For the share-based payment expenses, it's a big drop, as we said, at the beginning of the year at EUR 4.3 million. Last year, we implemented, for the third year in a row, an employee share ownership plan. It wasn't the case during H1 2019. We expect EUR 9 million of expenses on this line. Then amortization of allocated intangible assets are increasing a little, EUR 2 million compared with H1 2018. That's due to the acquisitions made last year, IT Economics in Germany, sorry, APAK for Sopra Banking Software at the end of the last year, which means that if the profit from recurring operations is at EUR 133.1 million, 36%, and therefore, up 110 basis points from 2018.

I'll tell you more about other operating income and expenses later on, there's a slight decrease there compared with the results we obtained last year. And therefore, the operating profit that we have totaled EUR 115.3 million, that is 5.2% of our revenue. The cost of net financial debt is relatively stable at EUR 4.4 million. Well, in reality, if you look at what we have in the figure, the cost of the gross debt is flat. Compared with last year, the group this year and this half year benefited from very good financing conditions. I see the bank is in the room. And conversely, the proceeds -- cash proceeds have come down a little. We've repatriated stocks of cash that were in India in the past to protect the balance sheet of the group and, therefore, there's a slight decrease in cash income. And we have other financial income and expenses, minus EUR 7.7 million, and there's also a fair value to be included in this line, plus the interest paid on pensions. To this, we have to add this year the interest charges due to the leasing charges we have due to the implementation of the IFRS 16. As the tax expense is more or less the same as the one we had last year, EUR 34.4 million. And then the share of net profit from equity accounted companies reflect 1/3 of the actual results that reported yesterday. Therefore, the net profit group share, if we set aside minority interest, is at 60.9%. That is 2.8% of our revenue. That is up 58%, more or less, compared with H1 2018.

As usual, we're going to talk about other operating income and expenses. There are some expenses due to the combination of businesses and then the M&A activities that ended at the beginning of the second half of 2019, as we will see in a minute. And most of these expenses, as usual, is made up of restructuring and reorganization costs, as you can see, and there is the decrease of approximately a bit more than 20% compared with H1 2018. We had restructuring costs in the U.K., as you probably remember, that weighed on the H1 2018 results.
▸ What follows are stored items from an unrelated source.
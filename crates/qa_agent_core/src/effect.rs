use std::path::PathBuf;

use crate::{FileRole, RequestToken, TestCase, UploadedFile};

#[derive(Debug, Clone, PartialEq, Eq)]
pub enum Effect {
    /// Read the selected paths from disk as files of `role`.
    ReadFiles { role: FileRole, paths: Vec<PathBuf> },
    /// Run the knowledge-base build delay, then report readiness.
    BuildKnowledgeBase,
    GenerateTestCases {
        token: RequestToken,
        prompt: String,
        files: Vec<UploadedFile>,
    },
    GenerateScript {
        token: RequestToken,
        test_case: TestCase,
        files: Vec<UploadedFile>,
    },
    /// Abort an in-flight generation request; its result must not arrive.
    CancelGeneration { token: RequestToken },
    ExportScript { file_name: String, code: String },
}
For the year, what we expect is EUR 30 million, more or less to this line.

Then tax and the effective tax charge, as you can see here, at 33.4%. That's the effective tax rate. This year, we expect 35% of effective tax rate. There's also a negative effect here that I mentioned at the beginning of the year, which is due to the fact that we no longer have the French CICE. Now therefore, annually, what we're looking at is minus EUR 8 million. And therefore, what we have for the half year is EUR 4 million.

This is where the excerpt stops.